ACTIVITY: Wherever "mode" appears in a line of the records below, count that line, and report only the number.
[ENTRIES PROVIDED]
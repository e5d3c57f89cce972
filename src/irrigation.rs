//! Hysteresis irrigation controller.
//!
//! Drives the pump from a soil moisture percentage using two thresholds so
//! the actuator does not chatter around a single setpoint:
//!
//! ```text
//!   actuator off ──(moisture < low)──▶ actuator on
//!   actuator on  ──(moisture ≥ high)─▶ actuator off
//!   anything else holds
//! ```
//!
//! A missing or non-finite reading never starts the pump and stops a pump
//! that is already running; a dead sensor must not flood the bed.
//!
//! Automatic mode is gated by an operator flag; while it is off the actuator
//! is always off.
//!
//! # Example
//!
//! ```
//! use greenhouse_controller::irrigation::IrrigationController;
//!
//! let mut controller = IrrigationController::default();
//! assert!(controller.update(true, 35.0));  // dry: start
//! assert!(controller.update(true, 55.0));  // dead band: hold
//! assert!(!controller.update(true, 70.0)); // wet: stop
//! ```

use crate::config::Thresholds;
use log::{info, warn};

/// Irrigation state: operator flag plus computed actuator output.
#[derive(Debug, Clone, Copy, PartialEq, Eq, Default)]
pub struct IrrigationState {
    /// Automatic irrigation enabled by the operator.
    pub enabled: bool,
    /// Actuator output. Never true while `enabled` is false.
    pub actuator_on: bool,
}

/// Two-threshold irrigation controller.
#[derive(Debug, Clone)]
pub struct IrrigationController {
    state: IrrigationState,
    thresholds: Thresholds,
}

impl IrrigationController {
    /// Create a controller with automatic mode disabled.
    pub fn new(thresholds: Thresholds) -> Self {
        Self {
            state: IrrigationState::default(),
            thresholds,
        }
    }

    /// Current state.
    pub fn state(&self) -> IrrigationState {
        self.state
    }

    /// Automatic mode flag.
    pub fn enabled(&self) -> bool {
        self.state.enabled
    }

    /// Actuator output.
    pub fn actuator_on(&self) -> bool {
        self.state.actuator_on
    }

    /// Thresholds in use.
    pub fn thresholds(&self) -> Thresholds {
        self.thresholds
    }

    /// Set the operator flag. Disabling forces the actuator off.
    ///
    /// Returns true if the actuator changed.
    pub fn set_enabled(&mut self, enabled: bool) -> bool {
        self.state.enabled = enabled;
        if !enabled && self.state.actuator_on {
            self.state.actuator_on = false;
            info!("Automatic irrigation disabled, pump forced off");
            return true;
        }
        false
    }

    /// Force the actuator off without touching the operator flag.
    ///
    /// The next [`IrrigationController::update`] re-evaluates from the off
    /// state. Returns true if the actuator changed.
    pub fn reset_actuator(&mut self) -> bool {
        let was_on = self.state.actuator_on;
        self.state.actuator_on = false;
        was_on
    }

    /// Run one decision with the given flag and moisture reading.
    ///
    /// A non-finite reading turns the actuator off.
    /// Returns whether the actuator should be on.
    pub fn update(&mut self, enabled: bool, soil_moisture_pct: f32) -> bool {
        if !enabled {
            self.set_enabled(false);
            return false;
        }
        self.state.enabled = true;

        if !soil_moisture_pct.is_finite() {
            if self.state.actuator_on {
                warn!("Soil moisture reading unavailable, pump off");
                self.state.actuator_on = false;
            }
            return false;
        }

        if !self.state.actuator_on && soil_moisture_pct < self.thresholds.low {
            info!(
                "Soil moisture {:.0}% below {:.0}%, pump on",
                soil_moisture_pct, self.thresholds.low
            );
            self.state.actuator_on = true;
        } else if self.state.actuator_on && soil_moisture_pct >= self.thresholds.high {
            info!(
                "Soil moisture {:.0}% reached {:.0}%, pump off",
                soil_moisture_pct, self.thresholds.high
            );
            self.state.actuator_on = false;
        }

        self.state.actuator_on
    }
}

impl Default for IrrigationController {
    fn default() -> Self {
        Self::new(Thresholds::default())
    }
}

#[cfg(test)]
mod tests {
    use super::*;

    fn run(controller: &mut IrrigationController, readings: &[f32]) -> Vec<bool> {
        readings
            .iter()
            .map(|&m| controller.update(true, m))
            .collect()
    }

    // ==================== Hysteresis Tests ====================

    #[test]
    fn test_documented_sequence() {
        let mut controller = IrrigationController::default();
        assert_eq!(
            run(&mut controller, &[35.0, 35.0, 71.0, 39.0]),
            vec![true, true, false, true]
        );
    }

    #[test]
    fn test_dead_band_holds_off() {
        let mut controller = IrrigationController::default();
        assert_eq!(
            run(&mut controller, &[40.0, 55.0, 69.9, 40.0]),
            vec![false, false, false, false]
        );
    }

    #[test]
    fn test_dead_band_holds_on() {
        let mut controller = IrrigationController::default();
        assert_eq!(
            run(&mut controller, &[10.0, 40.0, 55.0, 69.9, 39.0, 70.0]),
            vec![true, true, true, true, true, false]
        );
    }

    #[test]
    fn test_threshold_edges() {
        let mut controller = IrrigationController::default();
        assert!(!controller.update(true, 40.0)); // not strictly below
        assert!(controller.update(true, 39.99));
        assert!(controller.update(true, 69.99));
        assert!(!controller.update(true, 70.0)); // at high threshold
    }

    #[test]
    fn test_no_chatter_over_sweep() {
        // Sweep up and down through the band; count transitions.
        let mut controller = IrrigationController::default();
        let mut readings: Vec<f32> = (0..=100).map(|v| v as f32).collect();
        readings.extend((0..=100).rev().map(|v| v as f32));

        let outputs = run(&mut controller, &readings);
        let transitions = outputs.windows(2).filter(|w| w[0] != w[1]).count();
        // on at 0, off at 70, on again at 39 on the way down
        assert_eq!(transitions, 2);
        assert!(outputs[0]);
    }

    #[test]
    fn test_invariant_over_random_walk() {
        let mut controller = IrrigationController::default();
        let mut moisture = 50.0f32;
        let mut prev = controller.actuator_on();
        // deterministic pseudo-random walk
        let mut seed: u32 = 0x1234_5678;
        for _ in 0..2000 {
            seed = seed.wrapping_mul(1_103_515_245).wrapping_add(12_345);
            let step = ((seed >> 16) % 11) as f32 - 5.0;
            moisture = (moisture + step).clamp(0.0, 100.0);
            let on = controller.update(true, moisture);
            if on != prev {
                if on {
                    assert!(moisture < 40.0, "turned on at {}", moisture);
                } else {
                    assert!(moisture >= 70.0, "turned off at {}", moisture);
                }
            }
            prev = on;
        }
    }

    #[test]
    fn test_non_finite_reading_stops_running_pump() {
        let mut controller = IrrigationController::default();
        assert!(controller.update(true, 20.0));
        assert!(!controller.update(true, f32::NAN));
        assert!(!controller.state().actuator_on);
        // a valid dry reading starts it again
        assert!(controller.update(true, 20.0));
        assert!(!controller.update(true, f32::INFINITY));
    }

    #[test]
    fn test_non_finite_reading_never_starts_pump() {
        let mut controller = IrrigationController::default();
        assert!(!controller.update(true, f32::NAN));
        assert!(!controller.update(true, f32::NEG_INFINITY));
        assert!(controller.state().enabled);
    }

    #[test]
    fn test_custom_thresholds() {
        let mut controller = IrrigationController::new(Thresholds::new(20.0, 30.0).unwrap());
        assert_eq!(
            run(&mut controller, &[25.0, 19.0, 29.0, 30.0]),
            vec![false, true, true, false]
        );
    }

    // ==================== Enable / Disable Tests ====================

    #[test]
    fn test_disabled_never_turns_on() {
        let mut controller = IrrigationController::default();
        for m in [0.0, 10.0, 39.0] {
            assert!(!controller.update(false, m));
            assert!(!controller.actuator_on());
        }
    }

    #[test]
    fn test_disable_forces_off_in_same_call() {
        let mut controller = IrrigationController::default();
        assert!(controller.update(true, 10.0));
        assert!(!controller.update(false, 10.0));
        assert_eq!(
            controller.state(),
            IrrigationState {
                enabled: false,
                actuator_on: false
            }
        );
    }

    #[test]
    fn test_set_enabled_false_forces_off() {
        let mut controller = IrrigationController::default();
        controller.update(true, 10.0);
        assert!(controller.set_enabled(false));
        assert!(!controller.actuator_on());
        assert!(!controller.set_enabled(false));
    }

    #[test]
    fn test_reset_actuator() {
        let mut controller = IrrigationController::default();
        controller.update(true, 10.0);
        assert!(controller.reset_actuator());
        assert!(controller.enabled());
        assert!(!controller.actuator_on());
        // still dry, so the next decision turns it back on
        assert!(controller.update(true, 10.0));
    }
}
[/ENTRIES PROVIDED]
RESULT OF THE EXERCISE: 3